The endocycle promotes aneuploidy at both ends of the spindle. Donald T. Fox1,2, Ruth Montague1, Kevin Schoenfelder1, Benjamin Stormo2, Sarah Paramore1. 1) Department of Pharmacology & Cancer Biology, Duke University Medical Center, Durham, NC; 2) Department of Cell Biology, Duke University Medical Center, Durham, NC.

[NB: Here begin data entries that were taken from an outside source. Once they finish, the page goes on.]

//! Coalesced animation-frame scheduling
//!
//! Any number of scroll, resize or state-change triggers between two frames
//! collapse into one pending frame. The frame reads the latest state when it
//! runs, so no intermediate trigger is lost.

/// Counters for frame requests
#[derive(Debug, Clone, Copy, Default, PartialEq, Eq)]
pub struct FrameStats {
    /// Every call to `request`
    pub requested: u64,

    /// Requests that found a frame already pending
    pub coalesced: u64,

    /// Frames actually run
    pub frames: u64,
}

/// Gate allowing at most one pending frame
///
/// # Example
///
/// ```
/// use pdf_annotator_scheduler::AnimationFrameGate;
///
/// let mut gate = AnimationFrameGate::new();
/// assert!(gate.request());
/// assert!(!gate.request());
/// assert!(gate.take());
/// assert!(!gate.take());
/// ```
#[derive(Debug, Clone, Default)]
pub struct AnimationFrameGate {
    pending: bool,
    stats: FrameStats,
}

impl AnimationFrameGate {
    pub fn new() -> Self {
        Self::default()
    }

    /// Ask for a frame; returns true when this call scheduled it
    pub fn request(&mut self) -> bool {
        self.stats.requested += 1;
        if self.pending {
            self.stats.coalesced += 1;
            return false;
        }
        self.pending = true;
        true
    }

    /// Consume the pending frame; returns false when none was pending
    pub fn take(&mut self) -> bool {
        if !self.pending {
            return false;
        }
        self.pending = false;
        self.stats.frames += 1;
        true
    }

    /// Drop the pending frame without running it
    pub fn cancel(&mut self) {
        self.pending = false;
    }

    pub fn is_pending(&self) -> bool {
        self.pending
    }

    pub fn stats(&self) -> FrameStats {
        self.stats
    }
}

#[cfg(test)]
mod tests {
    use super::*;

    #[test]
    fn test_requests_coalesce() {
        let mut gate = AnimationFrameGate::new();
        assert!(gate.request());
        for _ in 0..9 {
            assert!(!gate.request());
        }
        assert!(gate.take());

        let stats = gate.stats();
        assert_eq!(stats.requested, 10);
        assert_eq!(stats.coalesced, 9);
        assert_eq!(stats.frames, 1);
    }

    #[test]
    fn test_request_after_take() {
        let mut gate = AnimationFrameGate::new();
        gate.request();
        gate.take();
        assert!(!gate.is_pending());
        assert!(gate.request());
    }

    #[test]
    fn test_cancel_drops_frame() {
        let mut gate = AnimationFrameGate::new();
        gate.request();
        gate.cancel();
        assert!(!gate.take());
        assert_eq!(gate.stats().frames, 0);
    }
}
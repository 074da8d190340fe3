//! Main settings module

use config::{Config, Environment, File};
use serde::{Deserialize, Serialize};

use crate::{ConfigError, PipelineConfig};

/// Main application settings.
#[derive(Debug, Clone, Default, Serialize, Deserialize)]
pub struct Settings {
    /// Server configuration
    #[serde(default)]
    pub server: ServerConfig,

    /// Per-session pipeline configuration
    #[serde(default)]
    pub pipeline: PipelineConfig,

    /// Model paths
    #[serde(default)]
    pub models: ModelPaths,

    /// Observability configuration
    #[serde(default)]
    pub observability: ObservabilityConfig,
}

impl Settings {
    /// Validate settings, rejecting values the pipeline cannot run with.
    pub fn validate(&self) -> Result<(), ConfigError> {
        if !(0.0..=1.0).contains(&self.pipeline.vad.threshold) {
            return Err(ConfigError::InvalidValue {
                field: "pipeline.vad.threshold".to_string(),
                message: "must be within 0.0..=1.0".to_string(),
            });
        }

        if self.pipeline.vad.frame_samples == 0 {
            return Err(ConfigError::InvalidValue {
                field: "pipeline.vad.frame_samples".to_string(),
                message: "must be non-zero".to_string(),
            });
        }

        if self.pipeline.pacing.quantum_ms == 0 {
            return Err(ConfigError::InvalidValue {
                field: "pipeline.pacing.quantum_ms".to_string(),
                message: "must be non-zero".to_string(),
            });
        }

        if self.pipeline.pacing.max_buffered_ms < self.pipeline.pacing.quantum_ms {
            return Err(ConfigError::InvalidValue {
                field: "pipeline.pacing.max_buffered_ms".to_string(),
                message: "must be at least one playback quantum".to_string(),
            });
        }

        Ok(())
    }
}

/// Server configuration.
#[derive(Debug, Clone, Serialize, Deserialize)]
pub struct ServerConfig {
    /// Listen host
    #[serde(default = "default_host")]
    pub host: String,

    /// Listen port
    #[serde(default = "default_port")]
    pub port: u16,

    /// WebSocket path
    #[serde(default = "default_ws_path")]
    pub ws_path: String,

    /// Maximum concurrent sessions
    #[serde(default = "default_max_connections")]
    pub max_connections: usize,
}

fn default_host() -> String {
    "0.0.0.0".to_string()
}
fn default_port() -> u16 {
    8848
}
fn default_ws_path() -> String {
    "/ws".to_string()
}
fn default_max_connections() -> usize {
    256
}

impl Default for ServerConfig {
    fn default() -> Self {
        Self {
            host: default_host(),
            port: default_port(),
            ws_path: default_ws_path(),
            max_connections: default_max_connections(),
        }
    }
}

/// Model file paths.
#[derive(Debug, Clone, Serialize, Deserialize)]
pub struct ModelPaths {
    /// Silero VAD model path
    #[serde(default = "default_vad_path")]
    pub vad: String,
}

fn default_vad_path() -> String {
    "models/silero_vad.onnx".to_string()
}

impl Default for ModelPaths {
    fn default() -> Self {
        Self {
            vad: default_vad_path(),
        }
    }
}

/// Observability configuration.
#[derive(Debug, Clone, Serialize, Deserialize)]
pub struct ObservabilityConfig {
    /// Log level when RUST_LOG is unset
    #[serde(default = "default_log_level")]
    pub log_level: String,

    /// Emit JSON logs instead of human-readable ones
    #[serde(default)]
    pub log_json: bool,
}

fn default_log_level() -> String {
    "info".to_string()
}

impl Default for ObservabilityConfig {
    fn default() -> Self {
        Self {
            log_level: default_log_level(),
            log_json: false,
        }
    }
}

/// Load settings from files and environment.
///
/// Priority (highest to lowest):
/// 1. Environment variables (`VOICE_LOOP__` prefix, `__` separator)
/// 2. `config/{env}.yaml` (if an environment name is given)
/// 3. `config/default.yaml`
pub fn load_settings(env: Option<&str>) -> Result<Settings, ConfigError> {
    let mut builder = Config::builder();

    builder = builder.add_source(File::with_name("config/default").required(false));

    if let Some(env_name) = env {
        builder =
            builder.add_source(File::with_name(&format!("config/{env_name}")).required(false));
    }

    builder = builder.add_source(
        Environment::with_prefix("VOICE_LOOP")
            .separator("__")
            .try_parsing(true),
    );

    let settings: Settings = builder.build()?.try_deserialize()?;
    settings.validate()?;

    Ok(settings)
}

   Polyploidy (extra chromosome sets) is a common property of both normal and cancerous animal cells. In cancer cells, polyploidy is linked to increased cell division errors, or chromosomal instability (CIN). Similarly, our study of Drosophila hindgut papillar formation found links between polyploid cell division and CIN. During hindgut metamorphosis, polyploid cells formed via the endocycle re-enter mitosis. As in mitosis of polyploid cancer cells, these papillar precursor divisions also exhibit CIN, leading to aneuploidy (cells with unbalanced chromosome content). Thus, CIN is a common property of polyploid cells, but mechanisms connecting polyploidy to CIN remain unknown. Through further characterization of papillar formation in flies, we now report two distinct mechanisms linking polyploidy via endocycles to CIN. First, we find the endocycle impairs localization of the spindle checkpoint regulator Mad2 to chromosomes. Using time-lapse imaging, we find Mad2 mis-localization coincides with chromosome mis-alignment defects and aneuploidy during papillar mitosis, indicative of failure in the Mad2-dependent checkpoint in anaphase delay. Second, we find polyploid papillar cells accumulate extra spindle poles, which fail to cluster into a bipolar spindle during anaphase. As a result, papillar development proceeds with frequent multipolar division. Contrary to multipolar division in diploid cells, we find multipolar divisions in polyploid cells frequently yield viable aneuploid daughters that contribute to organogenesis. Taken together, our study of papillar mitosis has identified two primary mechanisms by which endocycles disrupt faithful cell division: one at the chromosome end of the spindle (Mad2 mislocalization) and one at the spindle pole (failed pole clustering). Given recent findings that the endocycle induces aneuploidy and tumorigenesis in mammalian cells, our findings have potential implications for how the endocycle contributes to aneuploidy in cancer.